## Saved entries
[Start of Attachment]
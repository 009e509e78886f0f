//! Consumer configuration.

use std::time::Duration;

use crate::backoff::BackoffConfig;

/// Immutable configuration for a consumer, captured at construction.
///
/// Use the defaults and override what you need with the `with_*` builder
/// methods:
///
/// ```rust
/// use std::time::Duration;
/// use drover::ConsumerConfig;
///
/// let config = ConsumerConfig::default()
///     .with_batch_size(5)
///     .with_max_concurrency(32)
///     .with_per_message_timeout(Duration::from_secs(60));
/// ```
#[derive(Debug, Clone)]
pub struct ConsumerConfig {
    /// Maximum messages requested per receive call. Queue vendors apply
    /// their own ceiling (SQS caps at 10).
    pub batch_size: u32,
    /// Maximum messages dispatched concurrently within a batch.
    pub max_concurrency: usize,
    /// Long-poll duration passed to the queue client; zero means
    /// immediate return.
    pub poll_wait_time: Duration,
    /// Extra sleep after an empty batch. None (the default) re-polls
    /// immediately, relying on the long-poll wait for pacing.
    pub idle_interval: Option<Duration>,
    /// Queue-side visibility timeout the consumer assumes when deciding
    /// whether to extend a slow handler's message.
    pub visibility_timeout: Duration,
    /// Budget for a single handler invocation.
    pub per_message_timeout: Duration,
    /// Acknowledge messages that no handler matches, dropping them
    /// instead of letting them cycle through redelivery.
    pub discard_on_unroutable: bool,
    /// Extend a message's visibility once if its handler is still running
    /// near the visibility timeout boundary.
    pub extend_visibility_on_slow_handler: bool,
    /// How often the poll loop logs a liveness heartbeat.
    pub heartbeat_interval: Duration,
    /// Retry delays for transport errors on receive.
    pub backoff: BackoffConfig,
}

impl Default for ConsumerConfig {
    fn default() -> Self {
        Self {
            batch_size: 10,
            max_concurrency: 16,
            poll_wait_time: Duration::from_secs(20),
            idle_interval: None,
            visibility_timeout: Duration::from_secs(30),
            per_message_timeout: Duration::from_secs(300),
            discard_on_unroutable: false,
            extend_visibility_on_slow_handler: false,
            heartbeat_interval: Duration::from_secs(60),
            backoff: BackoffConfig::default(),
        }
    }
}

impl ConsumerConfig {
    /// Set the receive batch size (builder pattern). Clamped to at least 1.
    pub fn with_batch_size(mut self, batch_size: u32) -> Self {
        self.batch_size = batch_size.max(1);
        self
    }

    /// Set the concurrent dispatch limit (builder pattern). Clamped to at
    /// least 1.
    pub fn with_max_concurrency(mut self, max_concurrency: usize) -> Self {
        self.max_concurrency = max_concurrency.max(1);
        self
    }

    /// Set the long-poll wait passed to receive calls (builder pattern).
    pub fn with_poll_wait_time(mut self, wait: Duration) -> Self {
        self.poll_wait_time = wait;
        self
    }

    /// Sleep this long after an empty batch instead of re-polling
    /// immediately (builder pattern).
    pub fn with_idle_interval(mut self, interval: Duration) -> Self {
        self.idle_interval = Some(interval);
        self
    }

    /// Set the assumed queue-side visibility timeout (builder pattern).
    pub fn with_visibility_timeout(mut self, timeout: Duration) -> Self {
        self.visibility_timeout = timeout;
        self
    }

    /// Set the per-handler-invocation budget (builder pattern).
    pub fn with_per_message_timeout(mut self, timeout: Duration) -> Self {
        self.per_message_timeout = timeout;
        self
    }

    /// Acknowledge unroutable messages instead of leaving them for
    /// redelivery (builder pattern).
    pub fn with_discard_on_unroutable(mut self, discard: bool) -> Self {
        self.discard_on_unroutable = discard;
        self
    }

    /// Extend visibility once for handlers still running near the
    /// visibility boundary (builder pattern).
    pub fn with_extend_visibility_on_slow_handler(mut self, extend: bool) -> Self {
        self.extend_visibility_on_slow_handler = extend;
        self
    }

    /// Set the heartbeat logging interval (builder pattern).
    pub fn with_heartbeat_interval(mut self, interval: Duration) -> Self {
        self.heartbeat_interval = interval;
        self
    }

    /// Set the transport-error backoff parameters (builder pattern).
    pub fn with_backoff(mut self, backoff: BackoffConfig) -> Self {
        self.backoff = backoff;
        self
    }
}

#[cfg(test)]
mod tests {
    use super::*;

    #[test]
    fn builder_clamps_zero_values() {
        let config = ConsumerConfig::default()
            .with_batch_size(0)
            .with_max_concurrency(0);
        assert_eq!(config.batch_size, 1);
        assert_eq!(config.max_concurrency, 1);
    }

    #[test]
    fn idle_interval_defaults_to_immediate_repoll() {
        assert!(ConsumerConfig::default().idle_interval.is_none());
    }
}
[End of Attachment]
## Exercise details
Restate word for word the entries above, starting at the line with "pub fn with_batch_size(mut" and ending at the line with "budget (builder pattern).", inclusive, and no others.

## Answer to the problem
    pub fn with_batch_size(mut self, batch_size: u32) -> Self {
        self.batch_size = batch_size.max(1);
        self
    }

    /// Set the concurrent dispatch limit (builder pattern). Clamped to at
    /// least 1.
    pub fn with_max_concurrency(mut self, max_concurrency: usize) -> Self {
        self.max_concurrency = max_concurrency.max(1);
        self
    }

    /// Set the long-poll wait passed to receive calls (builder pattern).
    pub fn with_poll_wait_time(mut self, wait: Duration) -> Self {
        self.poll_wait_time = wait;
        self
    }

    /// Sleep this long after an empty batch instead of re-polling
    /// immediately (builder pattern).
    pub fn with_idle_interval(mut self, interval: Duration) -> Self {
        self.idle_interval = Some(interval);
        self
    }

    /// Set the assumed queue-side visibility timeout (builder pattern).
    pub fn with_visibility_timeout(mut self, timeout: Duration) -> Self {
        self.visibility_timeout = timeout;
        self
    }

    /// Set the per-handler-invocation budget (builder pattern).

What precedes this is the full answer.